Quote:
Originally Posted by vixticator
I wonder where Tebow gets drafted if he plays at USC. And furthermore if you are an elite high school recruit why wouldn't you go to a college to develop pro fundamentals? Just in terms of a business decision. Playing in some spread offense is spew. It's like (bad analogy alert!) studying literature in order to get a job on wall street. It can be done but why? This assumes Tebow's goal is to play pro football eventually ldo. Not Meyer's fault for making him into the best QB for UF.
Tebow is from Jacksonville. Its relatively close to UF in that if he wanted to go home he could. Remember these are 17 and 18 year olds making these decisions on where to go to college.

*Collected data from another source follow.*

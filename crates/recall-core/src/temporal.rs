//! Temporal decay calculator.
//!
//! Pure scoring functions shared by store-side ranking (through the `alpha`
//! and `half_life_days` of a search request) and client-side re-ranking.
//!
//! ## Seasonal half-life
//!
//! ```text
//! factor   = (1.5 - richness) * (1 + 0.5 * max(0, 4 - week) / 4)
//! adjusted = clamp(base * factor, 0.5 * base, 2.0 * base)
//! ```
//!
//! Richer context shortens the window, sparse context widens it, and the
//! first four weeks of a season widen it further while little current-season
//! evidence exists. Non-increasing in both `richness` and `week`.

use serde::{Deserialize, Serialize};

use recall_state::{ranking, ScoredMemory};

use crate::error::{RecallError, Result};

const EARLY_SEASON_WEEKS: u32 = 4;
const EARLY_SEASON_WIDENING: f64 = 0.5;
const MIN_HALF_LIFE_FACTOR: f64 = 0.5;
const MAX_HALF_LIFE_FACTOR: f64 = 2.0;

/// Where in the season a retrieval happens and how much data backs it.
#[derive(Debug, Clone, Copy, PartialEq, Serialize, Deserialize)]
pub struct SeasonContext {
    /// Week of season, 1-based. 0 is treated as pre-season.
    pub week: u32,
    /// How much historical context exists for this point, in [0, 1].
    pub richness: f64,
}

/// `0.5 ^ (age_days / half_life_days)`; 1.0 for ages at or below zero.
///
/// A non-positive half-life is a configuration error.
pub fn decay(age_days: f64, half_life_days: f64) -> Result<f64> {
    Ok(ranking::decay(age_days, half_life_days)?)
}

/// Half-life adjusted for the season context. Deterministic in its inputs.
pub fn adjusted_half_life(base_half_life_days: f64, season: SeasonContext) -> Result<f64> {
    ranking::decay(0.0, base_half_life_days)?;
    if season.richness.is_nan() {
        return Err(RecallError::config("data richness must be a number"));
    }
    let richness = season.richness.clamp(0.0, 1.0);
    let early = EARLY_SEASON_WEEKS.saturating_sub(season.week) as f64 / EARLY_SEASON_WEEKS as f64;
    let factor = (1.5 - richness) * (1.0 + EARLY_SEASON_WIDENING * early);
    Ok(base_half_life_days
        * factor.clamp(MIN_HALF_LIFE_FACTOR, MAX_HALF_LIFE_FACTOR))
}

/// `similarity_weight * similarity + temporal_weight * recency`.
///
/// Stays in [0, 1] when the weights sum to 1 and both scores are in [0, 1].
pub fn blended_score(
    similarity_weight: f64,
    temporal_weight: f64,
    similarity: f64,
    recency: f64,
) -> f64 {
    similarity_weight * similarity + temporal_weight * recency
}

/// Recompute blended scores with explicit weights and re-sort, highest
/// first. Ties break by similarity, then memory id.
pub fn rerank(matches: &mut [ScoredMemory], similarity_weight: f64, temporal_weight: f64) {
    for m in matches.iter_mut() {
        m.blended_score = blended_score(
            similarity_weight,
            temporal_weight,
            m.similarity_score,
            m.recency_score,
        );
    }
    matches.sort_by(|a, b| {
        b.blended_score
            .total_cmp(&a.blended_score)
            .then_with(|| b.similarity_score.total_cmp(&a.similarity_score))
            .then_with(|| a.memory.memory_id.cmp(&b.memory.memory_id))
    });
}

Picking up and going across country seems easier to us now that we are older, but thats a damn scary thing to do when you are that age.

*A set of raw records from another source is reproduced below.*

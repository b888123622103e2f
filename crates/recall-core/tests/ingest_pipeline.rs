//! Ingest worker behaviour against the in-memory store.

use std::sync::atomic::{AtomicUsize, Ordering};
use std::sync::{Arc, Mutex};
use std::time::Duration;

use async_trait::async_trait;
use chrono::Utc;
use tokio::sync::watch;

use recall_core::{
    EmbeddingError, EmbeddingProvider, IngestWorker, JobOutcome, MemoryRecorder, PassReport,
    ProfileRegistry, RecallError, RetrievalConfig, RetrievalOrchestrator, RetrievalQuery, WorkerConfig,
};
use recall_state::fakes::{InMemoryKnowledgeStore, InMemoryMemoryStore};
use recall_state::{
    ActualOutcome, CoverageStats, EmbeddingQueue, EmbeddingStatus, EmbeddingWrite, MemoryId,
    MemoryRecord, MemoryStore, PredictionData, StorageError, StorageResult,
};

#[derive(Clone, Copy)]
enum Script {
    /// Every call returns the vector.
    Succeed,
    /// Every call fails with a 503.
    Unavailable,
    /// Only combined texts (joined with " || ") succeed.
    CombinedOnly,
    /// Every call returns an empty vector.
    Empty,
}

struct ScriptedProvider {
    script: Script,
    vector: Vec<f32>,
    calls: AtomicUsize,
}

impl ScriptedProvider {
    fn new(script: Script) -> Arc<Self> {
        Arc::new(Self {
            script,
            vector: vec![1.0, 0.0],
            calls: AtomicUsize::new(0),
        })
    }

    fn calls(&self) -> usize {
        self.calls.load(Ordering::SeqCst)
    }
}

#[async_trait]
impl EmbeddingProvider for ScriptedProvider {
    async fn embed(&self, text: &str) -> Result<Vec<f32>, EmbeddingError> {
        self.calls.fetch_add(1, Ordering::SeqCst);
        match self.script {
            Script::Succeed => Ok(self.vector.clone()),
            Script::Unavailable => Err(EmbeddingError::Status {
                status: 503,
                body: "unavailable".into(),
            }),
            Script::CombinedOnly if text.contains(" || ") => Ok(self.vector.clone()),
            Script::CombinedOnly => Err(EmbeddingError::Http("connection reset".into())),
            Script::Empty => Ok(Vec::new()),
        }
    }

    fn model_name(&self) -> &str {
        "scripted-embed"
    }
}

fn full_record(expert: &str, game: &str) -> MemoryRecord {
    MemoryRecord::new(expert, game)
        .with_teams("KC", "BUF")
        .with_factor("weather", "snow")
        .with_prediction(PredictionData {
            predicted_winner: Some("KC".into()),
            home_win_prob: Some(0.6),
            away_win_prob: Some(0.4),
            confidence: Some(0.7),
        })
        .with_outcome(ActualOutcome {
            winner: Some("BUF".into()),
            home_score: Some(20),
            away_score: Some(23),
        })
        .with_lesson("cold games suppress passing")
}

fn config() -> WorkerConfig {
    WorkerConfig::default()
        .with_worker_id("test-worker")
        .with_batch_size(8)
        .with_max_tries(5)
        .with_rate_limit(Duration::ZERO)
}

fn worker(store: &Arc<InMemoryMemoryStore>, provider: Arc<ScriptedProvider>) -> IngestWorker {
    IngestWorker::new(store.clone(), store.clone(), provider, config()).unwrap()
}

#[tokio::test]
async fn success_writes_facets_and_deletes_job() {
    let store = Arc::new(InMemoryMemoryStore::new());
    let id = store
        .insert_memory(full_record("contrarian", "g1"))
        .await
        .unwrap();
    assert_eq!(store.jobs().len(), 1);

    let provider = ScriptedProvider::new(Script::Succeed);
    let report = worker(&store, provider.clone()).run_once().await.unwrap();
    assert_eq!((report.claimed, report.succeeded), (1, 1));
    // combined + context + prediction + outcome
    assert_eq!(provider.calls(), 4);

    let record = store.get_memory(&id).await.unwrap().unwrap();
    assert_eq!(record.embedding_status, EmbeddingStatus::Ready);
    assert_eq!(record.embedding_model.as_deref(), Some("scripted-embed"));
    assert!(record.embedding_generated_at.is_some());
    let e = &record.embeddings;
    assert!(e.combined.is_some() && e.context.is_some());
    assert!(e.prediction.is_some() && e.outcome.is_some());
    assert!(store.jobs().is_empty());
}

#[tokio::test]
async fn facet_failures_do_not_block_ready() {
    let store = Arc::new(InMemoryMemoryStore::new());
    let id = store
        .insert_memory(full_record("contrarian", "g1"))
        .await
        .unwrap();

    let report = worker(&store, ScriptedProvider::new(Script::CombinedOnly))
        .run_once()
        .await
        .unwrap();
    assert_eq!(report.succeeded, 1);

    let record = store.get_memory(&id).await.unwrap().unwrap();
    assert_eq!(record.embedding_status, EmbeddingStatus::Ready);
    assert!(record.embeddings.combined.is_some());
    assert!(record.embeddings.context.is_none());
    assert!(record.embeddings.outcome.is_none());
}

#[tokio::test]
async fn facets_without_own_fields_reuse_combined_vector() {
    let store = Arc::new(InMemoryMemoryStore::new());
    let id = store
        .insert_memory(MemoryRecord::new("contrarian", "g1").with_lesson("trust the line"))
        .await
        .unwrap();

    let provider = ScriptedProvider::new(Script::Succeed);
    worker(&store, provider.clone()).run_once().await.unwrap();
    assert_eq!(provider.calls(), 1);

    let record = store.get_memory(&id).await.unwrap().unwrap();
    assert_eq!(record.embeddings.context, record.embeddings.combined);
}

#[tokio::test]
async fn empty_vector_counts_as_failure() {
    let store = Arc::new(InMemoryMemoryStore::new());
    let id = store
        .insert_memory(full_record("contrarian", "g1"))
        .await
        .unwrap();

    let w = worker(&store, ScriptedProvider::new(Script::Empty));
    let jobs = store.claim_batch("t", 1, Duration::from_secs(60)).await.unwrap();
    let outcome = w.process_job(&jobs[0]).await.unwrap();
    assert_eq!(outcome, JobOutcome::Retried { tries: 1 });

    let record = store.get_memory(&id).await.unwrap().unwrap();
    assert_eq!(record.embedding_status, EmbeddingStatus::Pending);
    assert_eq!(store.jobs()[0].tries, 1);
}

#[tokio::test]
async fn quarantined_memory_is_excluded_from_retrieval() {
    let store = Arc::new(InMemoryMemoryStore::new());
    let kept = store
        .insert_memory(full_record("contrarian", "kept"))
        .await
        .unwrap();
    worker(&store, ScriptedProvider::new(Script::Succeed))
        .run_once()
        .await
        .unwrap();

    let doomed = store
        .insert_memory(full_record("contrarian", "doomed"))
        .await
        .unwrap();
    let failing = worker(&store, ScriptedProvider::new(Script::Unavailable));
    for attempt in 1..=4u32 {
        let report = failing.run_once().await.unwrap();
        assert_eq!(report.retried, 1, "attempt {attempt}");
        let jobs = store.jobs_for_memory(&doomed).await.unwrap();
        assert_eq!(jobs[0].tries, attempt);
    }
    let report = failing.run_once().await.unwrap();
    assert_eq!(report.quarantined, 1);

    let record = store.get_memory(&doomed).await.unwrap().unwrap();
    assert_eq!(record.embedding_status, EmbeddingStatus::Failed);
    assert!(store.jobs_for_memory(&doomed).await.unwrap().is_empty());
    assert!(store.enqueue(&doomed).await.is_err());

    // Further passes find nothing to do.
    assert!(failing.run_once().await.unwrap().is_idle());

    let orchestrator = RetrievalOrchestrator::new(
        store.clone(),
        Arc::new(InMemoryKnowledgeStore::new()),
        Arc::new(InMemoryKnowledgeStore::new()),
        ProfileRegistry::with_default_roster().unwrap(),
        RetrievalConfig::default(),
    )
    .unwrap();
    let bundle = orchestrator
        .retrieve(RetrievalQuery::new("contrarian", vec![1.0, 0.0]).as_of(Utc::now()))
        .await
        .unwrap();
    let ids: Vec<_> = bundle.episodic.iter().map(|m| &m.memory.memory_id).collect();
    assert_eq!(ids, vec![&kept]);

    let coverage = store.coverage(Some("contrarian")).await.unwrap();
    assert_eq!((coverage.ready, coverage.failed, coverage.pending), (1, 1, 0));
}

#[tokio::test]
async fn vanished_memory_drops_job() {
    let store = Arc::new(InMemoryMemoryStore::new());
    let id = store
        .insert_memory(full_record("contrarian", "g1"))
        .await
        .unwrap();
    store.delete_memory(&id).await.unwrap();

    let provider = ScriptedProvider::new(Script::Succeed);
    let report = worker(&store, provider.clone()).run_once().await.unwrap();
    assert_eq!(report.dropped, 1);
    assert_eq!(provider.calls(), 0);
    assert!(store.jobs().is_empty());
}

#[tokio::test]
async fn unrenderable_memory_is_quarantined_without_retry() {
    let store = Arc::new(InMemoryMemoryStore::new());
    let id = store
        .insert_memory(MemoryRecord::new("contrarian", "g1"))
        .await
        .unwrap();

    let provider = ScriptedProvider::new(Script::Succeed);
    let report = worker(&store, provider.clone()).run_once().await.unwrap();
    assert_eq!(report.dropped, 1);
    assert_eq!(provider.calls(), 0);

    let record = store.get_memory(&id).await.unwrap().unwrap();
    assert_eq!(record.embedding_status, EmbeddingStatus::Failed);
    assert!(store.jobs().is_empty());
}

#[tokio::test]
async fn duplicate_delivery_is_not_reembedded() {
    let store = Arc::new(InMemoryMemoryStore::new());
    let id = store
        .insert_memory(full_record("contrarian", "g1"))
        .await
        .unwrap();
    let provider = ScriptedProvider::new(Script::Succeed);
    let w = worker(&store, provider.clone());

    let jobs = store.claim_batch("t", 1, Duration::from_secs(60)).await.unwrap();
    assert_eq!(w.process_job(&jobs[0]).await.unwrap(), JobOutcome::Succeeded);
    let calls_after_first = provider.calls();

    // Same job delivered again after a lapsed lease.
    assert_eq!(w.process_job(&jobs[0]).await.unwrap(), JobOutcome::Dropped);
    assert_eq!(provider.calls(), calls_after_first);
    assert!(store.enqueue(&id).await.is_err());
    assert_eq!(
        store.get_memory(&id).await.unwrap().unwrap().embedding_status,
        EmbeddingStatus::Ready
    );
}

#[tokio::test(start_paused = true)]
async fn rate_limit_spaces_out_memories() {
    let store = Arc::new(InMemoryMemoryStore::new());
    for game in ["g1", "g2", "g3"] {
        store
            .insert_memory(full_record("contrarian", game))
            .await
            .unwrap();
    }
    let w = IngestWorker::new(
        store.clone(),
        store.clone(),
        ScriptedProvider::new(Script::Succeed),
        config().with_rate_limit(Duration::from_millis(200)),
    )
    .unwrap();

    let started = tokio::time::Instant::now();
    let report = w.run_once().await.unwrap();
    assert_eq!(report.succeeded, 3);
    assert!(started.elapsed() >= Duration::from_millis(400));
}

Thats just a small thing. Being a recruit and going on your 5 official visits a lot can happen during those visits that can help your decision. Depending on how your hosts were, what you did, ect. It goes on and on.

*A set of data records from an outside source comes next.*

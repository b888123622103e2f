//! Facet text rendering.
//!
//! A memory is embedded as four views: context, prediction, outcome, and the
//! combined text of everything. Lessons only feed the combined view.
//! Context, prediction, and outcome are prefixed with `"{away} at {home}"`
//! when both teams are known. A facet with none of its own fields falls back
//! to the combined text so every facet is embeddable.

use recall_state::MemoryRecord;

const FIELD_SEPARATOR: &str = " | ";
const FACET_SEPARATOR: &str = " || ";

/// The rendered texts for one memory.
#[derive(Debug, Clone, Default, PartialEq, Eq)]
pub struct FacetTexts {
    pub context: String,
    pub prediction: String,
    pub outcome: String,
    pub lessons: String,
    pub combined: String,
}

impl FacetTexts {
    /// Nothing usable to embed.
    pub fn is_empty(&self) -> bool {
        self.combined.is_empty()
    }
}

#[derive(Debug, Clone, Copy, Default)]
pub struct FacetTextRenderer;

impl FacetTextRenderer {
    pub fn new() -> Self {
        Self
    }

    /// `"{away} at {home}"`, or empty unless both teams are known.
    pub fn head(&self, record: &MemoryRecord) -> String {
        match (non_blank(&record.home_team), non_blank(&record.away_team)) {
            (Some(home), Some(away)) => format!("{away} at {home}"),
            _ => String::new(),
        }
    }

    pub fn render(&self, record: &MemoryRecord) -> FacetTexts {
        let head = self.head(record);

        let context_fields: Vec<String> = record
            .contextual_factors
            .iter()
            .filter(|f| !f.factor.trim().is_empty())
            .map(|f| format!("{}:{}", f.factor.trim(), f.value.trim()))
            .collect();

        let mut prediction_fields = Vec::new();
        if let Some(p) = &record.prediction {
            push_field(&mut prediction_fields, "predicted_winner", &p.predicted_winner);
            push_field(&mut prediction_fields, "home_win_prob", &p.home_win_prob);
            push_field(&mut prediction_fields, "away_win_prob", &p.away_win_prob);
            push_field(&mut prediction_fields, "confidence", &p.confidence);
        }

        let mut outcome_fields = Vec::new();
        if let Some(o) = &record.outcome {
            push_field(&mut outcome_fields, "winner", &o.winner);
            push_field(&mut outcome_fields, "home_score", &o.home_score);
            push_field(&mut outcome_fields, "away_score", &o.away_score);
        }

        let lessons = record
            .lessons_learned
            .iter()
            .map(|l| l.trim())
            .filter(|l| !l.is_empty())
            .collect::<Vec<_>>()
            .join(FIELD_SEPARATOR);

        let context = with_head(&head, &context_fields);
        let prediction = with_head(&head, &prediction_fields);
        let outcome = with_head(&head, &outcome_fields);

        let parts: Vec<&str> = [&context, &prediction, &outcome, &lessons]
            .into_iter()
            .map(String::as_str)
            .filter(|s| !s.is_empty())
            .collect();
        let combined = if parts.is_empty() {
            // Teams alone still identify the game.
            head
        } else {
            parts.join(FACET_SEPARATOR)
        };

        FacetTexts {
            context: or_combined(context, &combined),
            prediction: or_combined(prediction, &combined),
            outcome: or_combined(outcome, &combined),
            lessons,
            combined,
        }
    }
}

fn non_blank(value: &Option<String>) -> Option<&str> {
    value.as_deref().map(str::trim).filter(|s| !s.is_empty())
}

fn push_field<T: std::fmt::Display>(fields: &mut Vec<String>, name: &str, value: &Option<T>) {
    if let Some(v) = value {
        let rendered = v.to_string();
        if !rendered.trim().is_empty() {
            fields.push(format!("{name}:{}", rendered.trim()));
        }
    }
}

/// Empty when there are no fields; the head alone is not a facet.
fn with_head(head: &str, fields: &[String]) -> String {
    if fields.is_empty() {
        return String::new();
    }
    let body = fields.join(FIELD_SEPARATOR);
    if head.is_empty() {
        body
    } else {
        format!("{head}{FIELD_SEPARATOR}{body}")
    }
}

fn or_combined(facet: String, combined: &str) -> String {
    if facet.is_empty() {
        combined.to_string()
    } else {
        facet
    }
}

#[cfg(test)]
mod tests {
    use super::*;
    use recall_state::{ActualOutcome, PredictionData};

    fn full_record() -> MemoryRecord {
        MemoryRecord::new("e1", "g1")
            .with_teams("KC", "BUF")
            .with_factor("weather", "snow")
            .with_factor("rest", "short week")
            .with_prediction(PredictionData {
                predicted_winner: Some("KC".into()),
                home_win_prob: Some(0.62),
                away_win_prob: None,
                confidence: Some(0.7),
            })
            .with_outcome(ActualOutcome {
                winner: Some("BUF".into()),
                home_score: Some(20),
                away_score: Some(24),
            })
            .with_lesson("  snow games compress scoring ")
            .with_lesson("")
    }

    #[test]
    fn renders_each_facet_with_head() {
        let f = FacetTextRenderer::new().render(&full_record());
        assert_eq!(f.context, "BUF at KC | weather:snow | rest:short week");
        assert_eq!(
            f.prediction,
            "BUF at KC | predicted_winner:KC | home_win_prob:0.62 | confidence:0.7"
        );
        assert_eq!(
            f.outcome,
            "BUF at KC | winner:BUF | home_score:20 | away_score:24"
        );
        assert_eq!(f.lessons, "snow games compress scoring");
        assert!(f.combined.starts_with(&f.context));
        assert!(f.combined.ends_with("snow games compress scoring"));
    }

    #[test]
    fn missing_facets_fall_back_to_combined() {
        let rec = MemoryRecord::new("e1", "g1")
            .with_teams("KC", "BUF")
            .with_factor("weather", "clear");
        let f = FacetTextRenderer::new().render(&rec);
        assert_eq!(f.combined, "BUF at KC | weather:clear");
        assert_eq!(f.prediction, f.combined);
        assert_eq!(f.outcome, f.combined);
        assert!(f.lessons.is_empty());
    }

    #[test]
    fn head_requires_both_teams() {
        let mut rec = MemoryRecord::new("e1", "g1").with_factor("weather", "rain");
        rec.home_team = Some("KC".into());
        let f = FacetTextRenderer::new().render(&rec);
        assert_eq!(f.context, "weather:rain");
    }

    #[test]
    fn lessons_only_record_is_still_embeddable() {
        let rec = MemoryRecord::new("e1", "g1").with_lesson("fade public favourites");
        let f = FacetTextRenderer::new().render(&rec);
        assert_eq!(f.combined, "fade public favourites");
        assert_eq!(f.context, f.combined);
        assert!(!f.is_empty());
    }

    #[test]
    fn empty_record_renders_nothing() {
        let rec = MemoryRecord::new("e1", "g1").with_prediction(PredictionData::default());
        assert!(FacetTextRenderer::new().render(&rec).is_empty());
    }

    #[test]
    fn combined_non_empty_whenever_any_facet_is() {
        let records = vec![
            MemoryRecord::new("e", "g").with_factor("a", "b"),
            MemoryRecord::new("e", "g").with_outcome(ActualOutcome {
                winner: Some("KC".into()),
                ..Default::default()
            }),
            MemoryRecord::new("e", "g").with_prediction(PredictionData {
                confidence: Some(0.5),
                ..Default::default()
            }),
            MemoryRecord::new("e", "g").with_lesson("x"),
            full_record(),
        ];
        for rec in records {
            let f = FacetTextRenderer::new().render(&rec);
            assert!(!f.combined.is_empty(), "empty combined for {rec:?}");
        }
    }
}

Not to mention if he went to USC with their proish style offense Tebow wouldn't have fit at the QB position just like he doesn't in the NFL. Imagine him competing against John David Booty and Mark Sanchez for a spot as a starting QB as opposed to just mixing it in with Chris Leak and then stepping in to start as a sophomore? Part of where you choose is who is ahead of you and part of going to the NFL is getting as many snaps as possible in college(unless you are Mark Sanchez).
And thats not everything. Just saying, a whole lot goes into a decision on where you are going to college(didn't even get into the "lol academics.")
Quote:
Originally Posted by vixticator
The Wildcat is working fine. Before Ronnie Brown went down the Fins were doing very good with it. Cribbs ran a variation on this effectively all season. I can't think of any other teams that were committed to it several times a game but there might be one or two slipped my mind.
Both those teams used the wildcat as a power run. Thats why they were the most successful. They also had the OLs that they could run unbalanced lines occasionally. Most teams went with always standard OL+going for huge yardage rather than just 3 yards and a cloud of dust. Wildcat, specifically for the Dolphins was their Power-I downhill formation.
Edit: I doubt we see the Dolphins run it much more btw. I believe it's hindering Henne's development and they've already screwed with the kid enough. Need to keep him on the field for now.